How to Do Thunderbolt Pose (Vajrasana)?
No equipment is needed to do Thunderbolt pose, although a yoga mat can provide comfort and support for the legs.
1. Kneel on the yoga mat or other soft surface.
2. Cross your big toes so your feet create a support for your bottom to rest on.
3. Sit back with your feet relaxed and without placing the ball of the foot on the ground.
4. Place your hands in front of you, on your knees, while keeping your arms relaxed. You can face your palms up or down depending on what feels comfortable to you. Pulling the hands into a praying position can encourage the flow of energy.
5. Straighten your spine so your back is perpendicular to the floor and not rounded. Pull your shoulders back and tighten your core, pulling your navel into your spine.

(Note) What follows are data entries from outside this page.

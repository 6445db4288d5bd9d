//! Pawn move generation: pushes, double pushes, captures, en passant and
//! promotions (one move per promotion choice).

use crate::game_state::chess_types::*;
use crate::game_state::position::Position;
use crate::move_generation::legal_move_shared::own_pieces;
use crate::moves::chess_move::{Move, MoveFlag};
use crate::moves::pawn_moves::pawn_attacks;

pub fn generate_pawn_moves(position: &Position, from_mask: u64, out: &mut Vec<Move>) {
    let side = position.side_to_move;
    let enemy_occ = position.board.occupancy_of(side.opposite());
    let empty = !position.board.occupancy();
    let forward: i8 = match side {
        Color::White => 1,
        Color::Black => -1,
    };
    let start_rank = match side {
        Color::White => 1,
        Color::Black => 6,
    };

    for from in bitboard_squares(own_pieces(position, PieceKind::Pawn, from_mask)) {
        if let Some(to) = from.offset(0, forward) {
            if to.bit() & empty != 0 {
                push_pawn_move(side, from, to, MoveFlag::Normal, out);

                if from.rank() == start_rank {
                    if let Some(two_step) = to.offset(0, forward) {
                        if two_step.bit() & empty != 0 {
                            out.push(Move::new(from, two_step, MoveFlag::Normal));
                        }
                    }
                }
            }
        }

        let attacks = pawn_attacks(side, from);
        for to in bitboard_squares(attacks & enemy_occ) {
            push_pawn_move(side, from, to, MoveFlag::Capture, out);
        }

        if let Some(ep_square) = position.rights.en_passant {
            if attacks & ep_square.bit() & empty != 0 {
                out.push(Move::new(from, ep_square, MoveFlag::EnPassant));
            }
        }
    }
}

fn push_pawn_move(side: Color, from: Square, to: Square, flag: MoveFlag, out: &mut Vec<Move>) {
    if to.rank() == side.promotion_rank() {
        for promo in PieceKind::PROMOTION_CHOICES {
            out.push(Move::promotion(from, to, promo));
        }
    } else {
        out.push(Move::new(from, to, flag));
    }
}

6. Engage your neck to support your head as you set your gaze forward, preventing your head from hanging down.
7. Breathe in deeply and release the breaths slowly. As you inhale and exhale, your chest will expand and collapse. Continue to keep your back straight and actively avoid slouching as your breathing tugs at your posture.
8. Close your eyes and bring your focus to your inner world.
9. Stay in this position for your desired amount of time.
10. Come out of the Thunderbolt pose by uncrossing your big toes, kneeling back up, and returning to a standing position.
Though this pose is simple and suitable for beginners, entering into the kneeling pose correctly is important for people of all experience levels.